(Stored data)
= = =

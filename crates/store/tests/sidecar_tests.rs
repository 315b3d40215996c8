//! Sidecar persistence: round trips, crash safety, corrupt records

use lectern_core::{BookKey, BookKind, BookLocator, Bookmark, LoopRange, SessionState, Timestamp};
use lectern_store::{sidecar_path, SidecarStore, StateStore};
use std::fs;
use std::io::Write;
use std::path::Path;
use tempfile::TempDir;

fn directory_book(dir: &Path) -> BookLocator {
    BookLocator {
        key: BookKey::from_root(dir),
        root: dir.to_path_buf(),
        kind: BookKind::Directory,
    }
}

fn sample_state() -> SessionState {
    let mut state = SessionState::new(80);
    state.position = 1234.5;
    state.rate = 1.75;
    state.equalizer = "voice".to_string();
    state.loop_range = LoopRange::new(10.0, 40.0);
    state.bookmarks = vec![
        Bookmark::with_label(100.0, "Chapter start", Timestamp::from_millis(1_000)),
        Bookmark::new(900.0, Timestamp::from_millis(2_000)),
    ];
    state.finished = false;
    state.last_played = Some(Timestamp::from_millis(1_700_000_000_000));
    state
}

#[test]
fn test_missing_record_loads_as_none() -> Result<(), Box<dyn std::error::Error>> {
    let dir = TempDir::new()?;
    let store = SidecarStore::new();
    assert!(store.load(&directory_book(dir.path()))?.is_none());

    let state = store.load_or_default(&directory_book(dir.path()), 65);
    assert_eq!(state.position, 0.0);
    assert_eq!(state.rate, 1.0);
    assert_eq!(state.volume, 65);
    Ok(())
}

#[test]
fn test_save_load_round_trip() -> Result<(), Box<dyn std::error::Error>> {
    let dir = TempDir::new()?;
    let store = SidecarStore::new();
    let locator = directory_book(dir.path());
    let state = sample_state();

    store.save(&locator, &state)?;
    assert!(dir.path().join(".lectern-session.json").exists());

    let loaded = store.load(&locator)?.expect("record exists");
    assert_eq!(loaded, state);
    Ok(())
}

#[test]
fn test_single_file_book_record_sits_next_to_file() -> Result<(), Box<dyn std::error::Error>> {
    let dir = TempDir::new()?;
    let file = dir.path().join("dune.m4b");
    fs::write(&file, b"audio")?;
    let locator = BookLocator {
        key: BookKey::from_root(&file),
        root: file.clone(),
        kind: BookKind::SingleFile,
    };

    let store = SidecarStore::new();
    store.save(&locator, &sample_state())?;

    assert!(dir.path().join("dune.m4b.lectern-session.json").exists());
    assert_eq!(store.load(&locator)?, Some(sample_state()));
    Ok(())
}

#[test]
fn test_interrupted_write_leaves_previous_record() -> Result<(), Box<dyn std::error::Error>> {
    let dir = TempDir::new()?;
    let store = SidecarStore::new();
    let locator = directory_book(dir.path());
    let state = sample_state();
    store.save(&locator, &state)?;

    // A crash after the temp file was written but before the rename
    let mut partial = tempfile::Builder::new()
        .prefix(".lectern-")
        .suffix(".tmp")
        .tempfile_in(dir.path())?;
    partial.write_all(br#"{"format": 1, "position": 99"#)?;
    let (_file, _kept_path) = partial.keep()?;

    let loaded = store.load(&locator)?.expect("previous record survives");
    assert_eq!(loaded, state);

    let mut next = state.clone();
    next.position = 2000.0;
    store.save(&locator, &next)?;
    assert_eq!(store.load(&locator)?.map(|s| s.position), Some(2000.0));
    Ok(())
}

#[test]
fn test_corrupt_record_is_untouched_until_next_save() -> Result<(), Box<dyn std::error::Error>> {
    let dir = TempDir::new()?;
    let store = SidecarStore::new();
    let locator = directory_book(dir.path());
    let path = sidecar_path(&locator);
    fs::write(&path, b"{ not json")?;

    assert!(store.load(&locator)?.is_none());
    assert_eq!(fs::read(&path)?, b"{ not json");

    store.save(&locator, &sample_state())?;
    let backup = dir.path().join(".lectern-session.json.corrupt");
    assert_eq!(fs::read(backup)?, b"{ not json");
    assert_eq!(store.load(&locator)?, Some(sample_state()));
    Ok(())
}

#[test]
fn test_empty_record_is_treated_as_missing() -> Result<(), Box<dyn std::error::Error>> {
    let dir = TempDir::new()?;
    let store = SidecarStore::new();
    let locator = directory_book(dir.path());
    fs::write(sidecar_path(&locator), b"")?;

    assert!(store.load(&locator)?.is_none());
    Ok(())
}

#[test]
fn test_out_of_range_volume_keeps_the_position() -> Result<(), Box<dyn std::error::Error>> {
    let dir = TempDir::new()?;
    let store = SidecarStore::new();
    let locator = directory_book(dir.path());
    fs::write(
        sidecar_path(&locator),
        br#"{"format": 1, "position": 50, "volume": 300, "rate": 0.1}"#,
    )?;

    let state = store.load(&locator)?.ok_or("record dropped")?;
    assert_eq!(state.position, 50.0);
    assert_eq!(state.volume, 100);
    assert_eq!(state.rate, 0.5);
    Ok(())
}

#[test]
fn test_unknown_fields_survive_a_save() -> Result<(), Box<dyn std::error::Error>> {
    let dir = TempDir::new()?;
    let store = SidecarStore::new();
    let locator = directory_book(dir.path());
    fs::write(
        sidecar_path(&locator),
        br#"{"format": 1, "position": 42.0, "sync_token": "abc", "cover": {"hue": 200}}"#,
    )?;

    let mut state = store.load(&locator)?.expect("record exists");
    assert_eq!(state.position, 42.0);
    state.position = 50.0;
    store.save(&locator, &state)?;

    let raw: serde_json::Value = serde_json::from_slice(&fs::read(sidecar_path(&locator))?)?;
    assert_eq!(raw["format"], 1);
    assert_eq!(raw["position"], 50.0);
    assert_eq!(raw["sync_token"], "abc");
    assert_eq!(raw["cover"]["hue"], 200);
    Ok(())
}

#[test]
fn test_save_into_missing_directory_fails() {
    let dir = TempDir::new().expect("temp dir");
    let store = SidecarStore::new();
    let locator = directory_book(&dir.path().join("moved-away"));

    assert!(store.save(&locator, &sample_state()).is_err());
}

= = =

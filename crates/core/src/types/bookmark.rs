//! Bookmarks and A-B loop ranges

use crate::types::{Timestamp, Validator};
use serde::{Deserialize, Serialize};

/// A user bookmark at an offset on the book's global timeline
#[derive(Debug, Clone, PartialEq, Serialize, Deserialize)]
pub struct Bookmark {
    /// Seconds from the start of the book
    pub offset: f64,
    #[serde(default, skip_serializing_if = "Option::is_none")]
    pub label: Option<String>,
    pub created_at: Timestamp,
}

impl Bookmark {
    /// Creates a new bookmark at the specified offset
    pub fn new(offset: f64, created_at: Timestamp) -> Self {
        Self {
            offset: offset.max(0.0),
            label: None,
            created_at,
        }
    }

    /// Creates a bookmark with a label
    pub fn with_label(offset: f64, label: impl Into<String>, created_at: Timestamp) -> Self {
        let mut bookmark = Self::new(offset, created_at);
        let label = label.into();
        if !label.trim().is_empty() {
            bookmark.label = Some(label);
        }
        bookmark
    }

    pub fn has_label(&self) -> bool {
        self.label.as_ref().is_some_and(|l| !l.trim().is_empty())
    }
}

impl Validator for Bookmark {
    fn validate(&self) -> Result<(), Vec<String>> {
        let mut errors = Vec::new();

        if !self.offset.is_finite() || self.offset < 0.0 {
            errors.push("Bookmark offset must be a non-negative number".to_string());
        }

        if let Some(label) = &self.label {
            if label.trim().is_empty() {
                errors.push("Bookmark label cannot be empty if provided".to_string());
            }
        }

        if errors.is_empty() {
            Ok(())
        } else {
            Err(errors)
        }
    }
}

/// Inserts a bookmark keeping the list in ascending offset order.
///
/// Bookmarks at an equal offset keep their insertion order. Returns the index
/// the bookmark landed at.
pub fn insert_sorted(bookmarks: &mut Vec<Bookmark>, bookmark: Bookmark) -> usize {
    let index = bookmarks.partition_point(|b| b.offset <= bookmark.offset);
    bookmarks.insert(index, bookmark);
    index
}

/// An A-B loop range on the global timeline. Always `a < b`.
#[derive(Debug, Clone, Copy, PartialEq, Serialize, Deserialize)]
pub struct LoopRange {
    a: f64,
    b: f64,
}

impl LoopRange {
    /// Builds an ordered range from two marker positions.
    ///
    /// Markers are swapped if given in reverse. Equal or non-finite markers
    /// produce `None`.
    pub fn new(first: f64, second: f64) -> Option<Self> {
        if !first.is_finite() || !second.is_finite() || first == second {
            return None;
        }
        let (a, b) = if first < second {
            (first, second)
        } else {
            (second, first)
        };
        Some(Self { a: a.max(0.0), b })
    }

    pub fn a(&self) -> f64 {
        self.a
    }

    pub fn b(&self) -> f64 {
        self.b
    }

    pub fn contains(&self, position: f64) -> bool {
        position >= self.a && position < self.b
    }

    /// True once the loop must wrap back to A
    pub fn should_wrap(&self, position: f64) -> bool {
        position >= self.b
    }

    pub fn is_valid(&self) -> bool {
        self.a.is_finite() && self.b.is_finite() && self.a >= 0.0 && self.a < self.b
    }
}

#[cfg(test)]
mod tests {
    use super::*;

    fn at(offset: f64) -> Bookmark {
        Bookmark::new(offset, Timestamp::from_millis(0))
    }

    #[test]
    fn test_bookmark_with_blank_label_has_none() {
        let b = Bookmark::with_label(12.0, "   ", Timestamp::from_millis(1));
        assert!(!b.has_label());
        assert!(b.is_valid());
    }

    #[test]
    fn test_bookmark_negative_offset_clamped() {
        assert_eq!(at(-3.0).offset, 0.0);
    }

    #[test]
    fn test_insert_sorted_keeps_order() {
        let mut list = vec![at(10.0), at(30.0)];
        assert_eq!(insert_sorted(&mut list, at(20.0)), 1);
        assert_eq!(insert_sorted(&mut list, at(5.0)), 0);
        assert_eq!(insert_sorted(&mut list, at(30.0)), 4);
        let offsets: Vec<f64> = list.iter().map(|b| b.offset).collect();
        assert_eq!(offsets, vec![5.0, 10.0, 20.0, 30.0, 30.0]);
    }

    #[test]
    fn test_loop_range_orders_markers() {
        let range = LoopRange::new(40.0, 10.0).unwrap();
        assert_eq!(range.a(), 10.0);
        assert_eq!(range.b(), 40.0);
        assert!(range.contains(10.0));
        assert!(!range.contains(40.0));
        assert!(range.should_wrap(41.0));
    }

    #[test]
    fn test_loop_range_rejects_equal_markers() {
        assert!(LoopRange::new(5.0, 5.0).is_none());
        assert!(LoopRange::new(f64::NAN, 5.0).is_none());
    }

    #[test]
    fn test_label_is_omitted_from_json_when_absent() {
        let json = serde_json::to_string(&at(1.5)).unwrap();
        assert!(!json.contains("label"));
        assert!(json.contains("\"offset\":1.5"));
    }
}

= = =

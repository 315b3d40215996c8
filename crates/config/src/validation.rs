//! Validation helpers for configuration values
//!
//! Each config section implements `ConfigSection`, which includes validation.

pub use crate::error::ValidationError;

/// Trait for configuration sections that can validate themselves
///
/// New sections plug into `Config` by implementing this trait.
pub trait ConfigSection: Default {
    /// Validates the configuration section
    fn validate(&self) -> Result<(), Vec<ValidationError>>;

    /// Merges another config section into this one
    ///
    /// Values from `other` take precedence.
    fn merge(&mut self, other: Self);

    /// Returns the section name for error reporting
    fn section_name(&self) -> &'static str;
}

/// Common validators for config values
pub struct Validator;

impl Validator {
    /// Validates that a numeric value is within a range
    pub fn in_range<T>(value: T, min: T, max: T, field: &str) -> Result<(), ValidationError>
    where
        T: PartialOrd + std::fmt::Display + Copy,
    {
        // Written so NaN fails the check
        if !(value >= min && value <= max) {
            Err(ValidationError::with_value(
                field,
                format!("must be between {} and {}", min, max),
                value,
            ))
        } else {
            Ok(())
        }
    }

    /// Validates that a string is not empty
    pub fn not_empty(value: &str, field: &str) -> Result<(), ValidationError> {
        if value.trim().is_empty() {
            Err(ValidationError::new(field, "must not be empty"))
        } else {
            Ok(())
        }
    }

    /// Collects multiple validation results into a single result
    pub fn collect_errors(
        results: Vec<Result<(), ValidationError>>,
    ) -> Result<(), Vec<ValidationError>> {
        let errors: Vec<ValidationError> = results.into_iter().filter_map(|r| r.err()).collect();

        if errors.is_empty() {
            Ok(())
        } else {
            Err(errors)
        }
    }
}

= = =

Task prompt - Pull every line containing the word "crates" out of the entries above.

Solution below -
filename crates/store/tests/sidecar_tests.rs
filename crates/core/src/types/bookmark.rs
filename crates/config/src/validation.rs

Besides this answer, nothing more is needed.